The visit I had from them today did not even request a robots.txt file. They just ripped through my site eating away at my bandwidth while offering back nothing in return.

Thanks to jdmorgan and Key_Master for helping me banish them at last.

Ted

c3oc3o

5:36 am on Feb 8, 2003 (gmt 0)

10+ Year Member



I don't believe the solution in msg #4 will help jimbeetle at all.. .vu is an open domain, the chance of the server that is causing the problems actually being on the island and therefore in the blocked IP range is virtually zero.

I think you just need to ban the one IP of the server that has cached your pages:
Thru.vu is 66.216.72.244, but secure.thru.vu currently resolves to fake 10.0.0.0 (and therefore can't be reached).
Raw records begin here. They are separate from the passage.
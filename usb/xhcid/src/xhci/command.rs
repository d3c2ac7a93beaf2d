use std::sync::Arc;
use std::time::Duration;

use common::io::Io;
use log::{debug, error, warn};

use super::operational::{Crcr, OperationalRegs};
use super::ring::{Ring, Wait, WaitError};
use super::trb::{CompletionCode, Trb, TrbCompletionCode};
use super::{Runtime, Xhci};
use crate::error::{Error, Result};

impl Xhci {
    /// Runs one command on the command ring and returns its completion event.
    pub(crate) fn command(&self, rt: &Arc<Runtime>, trb: Trb) -> Result<Trb> {
        let _cmd = self.cmdlock.lock().unwrap();
        if self.needs_recovery(rt) {
            return Err(Error::NeedsReset);
        }
        rt.cr.restart();
        let wait = rt.cr.queue_wait(trb);
        if self.debug.load(std::sync::atomic::Ordering::Relaxed) > 0 {
            debug!("xhci: command {:?} at {:#x}", trb, wait.td());
        }
        let result = self.wait_td(rt, &rt.cr, &wait, Some(self.config.command_timeout()));
        if let Err(Error::Completion(code)) = &result {
            if *code == CompletionCode::from(TrbCompletionCode::CommandRingStopped) {
                // The controller stopped in front of the command and would run it on restart.
                debug!("xhci: command at {:#x} was not fetched, cancelling", wait.td());
                rt.cr.replace(wait.td(), Trb::noop_command());
            }
        }
        result
    }

    /// Rings the doorbell for `ring` and waits for the completion of the request behind `wait`.
    ///
    /// A request that does not complete in time is aborted: the command ring through CRCR.CA, a
    /// transfer ring with Stop Endpoint. If the abort does not complete either, the event ring is
    /// declared stopped and the request waits for recovery to flush it.
    pub(crate) fn wait_td(
        &self,
        rt: &Arc<Runtime>,
        ring: &Ring,
        wait: &Wait,
        timeout: Option<Duration>,
    ) -> Result<Trb> {
        self.ring_doorbell(rt, ring);
        let result = self.wait_completion(rt, ring, wait, timeout);
        if result.is_err() {
            ring.forget(wait.td());
        }
        result
    }

    fn wait_completion(
        &self,
        rt: &Arc<Runtime>,
        ring: &Ring,
        wait: &Wait,
        mut timeout: Option<Duration>,
    ) -> Result<Trb> {
        let mut escalated = false;
        loop {
            match wait.wait(timeout) {
                Ok(event) => return check_completion(event),
                Err(WaitError::Flushed) if escalated => return Err(Error::TimedOut),
                Err(WaitError::Flushed) => return Err(Error::NeedsReset),
                Err(WaitError::TimedOut) if ring.is_stopped() => {
                    error!(
                        "xhci: abort of ring {}/{} did not complete, stopping event processing",
                        ring.slot(),
                        ring.id()
                    );
                    rt.er.stop();
                    self.wake_recovery();
                    if !self.recovery_available() {
                        return Err(Error::TimedOut);
                    }
                    escalated = true;
                    timeout = None;
                }
                Err(WaitError::TimedOut) => {
                    // before the abort, so that its completion finds the ring stopped
                    ring.set_stopped(true);
                    if std::ptr::eq(ring, &rt.cr) {
                        warn!("xhci: command at {:#x} timed out, aborting", wait.td());
                        let mut op = OperationalRegs::new(&*self.regs, rt.op_base);
                        let crcr = op.crcr_low.read();
                        op.crcr_low.write(crcr | Crcr::CA.bits());
                    } else {
                        warn!(
                            "xhci: transfer at {:#x} on ring {}/{} timed out, stopping endpoint",
                            wait.td(),
                            ring.slot(),
                            ring.id()
                        );
                        if let Err(err) =
                            self.command(rt, Trb::stop_endpoint(ring.slot(), ring.id()))
                        {
                            debug!("xhci: stop endpoint after timeout: {}", err);
                        }
                    }
                    timeout = Some(self.config.abort_grace());
                }
            }
        }
    }
}

/// Maps a completion event to the caller's result. Short packets count as success.
fn check_completion(event: Trb) -> Result<Trb> {
    let code = event.completion_code();
    if code.is_success() {
        Ok(event)
    } else {
        Err(Error::Completion(code))
    }
}
use std::sync::{Arc, Mutex, MutexGuard};
use std::thread;
use std::time::Duration;

use common::dma::{Dma, DmaOps};
use log::{debug, trace, warn};

use super::context::*;
use super::ring::Ring;
use super::slot::{Slot, SlotHandle};
use super::trb::{TransferKind, Trb, TRB_MAX_LENGTH};
use super::{Runtime, Xhci};
use crate::error::{Error, Result};
use crate::usb::{Endpoint, EndpointTy, Setup, SetupReq, Speed};

const READ: usize = 0;
const WRITE: usize = 1;

/// Rings of non-control endpoints hold 256 entries.
const TRANSFER_RING_SHIFT: u32 = 8;
/// The default control endpoint has one transfer in flight at a time.
const CONTROL_RING_SHIFT: u32 = 4;

/// A SET_ADDRESS request is handled by Address Device, never sent.
const SET_ADDRESS: u8 = SetupReq::SetAddress as u8;

/// An isochronous OUT stream, cut into one TD per service interval.
struct IsoStream {
    /// Next service interval to fill.
    frame: u32,
    /// Microframes per service interval.
    period: u32,
    /// Samples per service interval, 24.8 fixed point.
    incr: u32,
    /// Bytes reserved for each TD in `buf`.
    tdsz: usize,
    /// Bytes already placed in the TD of `frame`.
    nleft: usize,
    buf: Dma,
}

#[derive(Default)]
struct Direction {
    /// Data stage of the last control IN transfer, and how much of it was read.
    ctl: Vec<u8>,
    ctl_pos: usize,
    iso: Option<IsoStream>,
}

/// The per-endpoint state the driver hangs off an opened [Endpoint].
pub struct EpIo {
    slot: Arc<Slot>,
    rings: [Option<Arc<Ring>>; 2],
    /// Serializes transfers per direction. Control transfers use the READ half for both.
    dirs: [Mutex<Direction>; 2],
}

impl EpIo {
    fn new(slot: Arc<Slot>, read: Option<Arc<Ring>>, write: Option<Arc<Ring>>) -> Self {
        Self {
            slot,
            rings: [read, write],
            dirs: [Mutex::new(Direction::default()), Mutex::new(Direction::default())],
        }
    }

    pub fn slot(&self) -> &Arc<Slot> {
        &self.slot
    }

    pub fn read_ring(&self) -> Option<&Arc<Ring>> {
        self.rings[READ].as_ref()
    }

    pub fn write_ring(&self) -> Option<&Arc<Ring>> {
        self.rings[WRITE].as_ref()
    }

    fn ring(&self, dir: usize) -> Result<&Arc<Ring>> {
        self.rings[dir].as_ref().ok_or(Error::NotConfigured)
    }

    fn lock(&self, dir: usize) -> MutexGuard<'_, Direction> {
        self.dirs[dir].lock().unwrap()
    }
}

fn ep_io(ep: &Endpoint) -> Result<Arc<EpIo>> {
    ep.aux()
        .and_then(|aux| aux.downcast::<EpIo>().ok())
        .ok_or(Error::NotConfigured)
}

/// Fills the endpoint context at `index` of `ctx` for `ep` and its transfer ring. XHC 6.2.3
fn init_ep_context(ctx: &ContextArea, index: usize, ring: &Ring, ep: &Endpoint) {
    let (first, last) = if ep.dev.speed.is_below_high() {
        (3, 11)
    } else {
        (0, 15)
    };
    let mut ival = first;
    while ival < last && (1u32 << ival) < ep.pollival {
        ival += 1;
    }
    ctx.write(index, 0, ival << ENDPOINT_CONTEXT_INTERVAL_SHIFT);

    let maxpkt = u32::from(ep.maxpkt());
    let ntds = ep.ntds.max(1);
    // OUT types are 1 to 3, IN types 5 to 7, control is 4 on the odd DCI 1.
    let ty = ep.ty as u32 | (u32::from(ring.id()) & 1) << 2;
    let mut w1 = ty << ENDPOINT_CONTEXT_TYPE_SHIFT
        | (ntds - 1) << ENDPOINT_CONTEXT_MAX_BURST_SHIFT
        | maxpkt << ENDPOINT_CONTEXT_MAX_PACKET_SHIFT;
    if ep.ty != EndpointTy::Isoch {
        w1 |= 3 << ENDPOINT_CONTEXT_CERR_SHIFT;
    }
    ctx.write(index, 1, w1);
    ctx.write64(index, 2, ring.base() | ENDPOINT_CONTEXT_DCS);

    let mut w4 = 2 * maxpkt;
    if ep.ty == EndpointTy::Interrupt || ep.ty == EndpointTy::Isoch {
        w4 |= (maxpkt * ntds) << ENDPOINT_CONTEXT_MAX_ESIT_SHIFT;
    }
    ctx.write(index, 4, w4);
}

fn iso_stream(ring: &Ring, ep: &Endpoint, dma: &Arc<dyn DmaOps>) -> Result<IsoStream> {
    let period = if ep.dev.speed == Speed::Full {
        ep.pollival << 3
    } else {
        ep.pollival
    };
    let incr = ((u64::from(ep.hz) * u64::from(period)) << 8) / 8000;
    let tdsz = ((incr as usize + 255) >> 8) * ep.samplesz as usize;
    if tdsz == 0 {
        return Err(Error::BadLength);
    }
    let buf = Dma::new(dma, (ring.mask() as usize + 1) * tdsz, 64, 0)?;
    debug!(
        "xhci: iso stream on {}/{}: period {} incr {:#x} tdsz {}",
        ring.slot(),
        ring.id(),
        period,
        incr,
        tdsz
    );
    Ok(IsoStream {
        frame: 0,
        period: period.max(1),
        incr: incr as u32,
        tdsz,
        nleft: 0,
        buf,
    })
}
use common::io::{Reg, RegisterWindow, WriteOnly};

/// One doorbell register. Doorbell 0 belongs to the command ring; doorbell `n` belongs to slot
/// `n` and takes the DCI of the endpoint with new work. XHC 5.6
pub struct Doorbell<'a>(WriteOnly<Reg<'a>>);

impl<'a> Doorbell<'a> {
    pub fn new(window: &'a dyn RegisterWindow, db_base: usize, index: u8) -> Self {
        Self(WriteOnly::new(Reg::new(window, db_base + usize::from(index) * 4)))
    }

    pub fn write(&mut self, data: u32) {
        self.0.write(data);
    }
}
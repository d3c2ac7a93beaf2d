use redox_log::{OutputBuilder, RedoxLogger};

/// Configures logging for a single driver.
///
/// Output at or above `output_level` goes to stderr; on Redox, output at or above `file_level`
/// is also kept in `{logfile_base}.log` and `{logfile_base}.ansi.log` of the logging scheme.
/// Returns `false` when a logger was already installed, in which case nothing changes.
#[cfg_attr(not(target_os = "redox"), allow(unused_variables, unused_mut))]
pub fn setup_logging(
    category: &str,
    subcategory: &str,
    logfile_base: &str,
    output_level: log::LevelFilter,
    file_level: log::LevelFilter,
) -> bool {
    let mut logger = RedoxLogger::new().with_output(
        OutputBuilder::stderr()
            .with_filter(output_level)
            .with_ansi_escape_codes()
            .flush_on_newline(true)
            .build(),
    );

    #[cfg(target_os = "redox")]
    for (name, ansi) in [("log", false), ("ansi.log", true)] {
        match OutputBuilder::in_redox_logging_scheme(
            category,
            subcategory,
            format!("{logfile_base}.{name}"),
        ) {
            Ok(b) => {
                let b = if ansi { b.with_ansi_escape_codes() } else { b };
                logger = logger.with_output(b.with_filter(file_level).flush_on_newline(true).build())
            }
            Err(error) => eprintln!("Failed to create {logfile_base}.{name}: {}", error),
        }
    }

    logger.enable().is_ok()
}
While they cached/redirected to your site, it was obviously something else. You might try banning 66.216.72.240 - 66.216.72.247, the IP range of that company.
(http://ws.arin.net/cgi-bin/whois.pl?queryinput=66.216.72.244)

Key_Master

5:52 am on Feb 8, 2003 (gmt 0)

WebmasterWorld Senior Member 10+ Year Member



[apnic.net...]

Obviously, at some point secure.thru.vu [google.com] did resolve to a real IP otherwise Googlebot would have not been able to index any of those links. The domain thru.vu appears to be having some technical dificulties at the moment though, so the 10.0.0.0 is probably just a DNS error.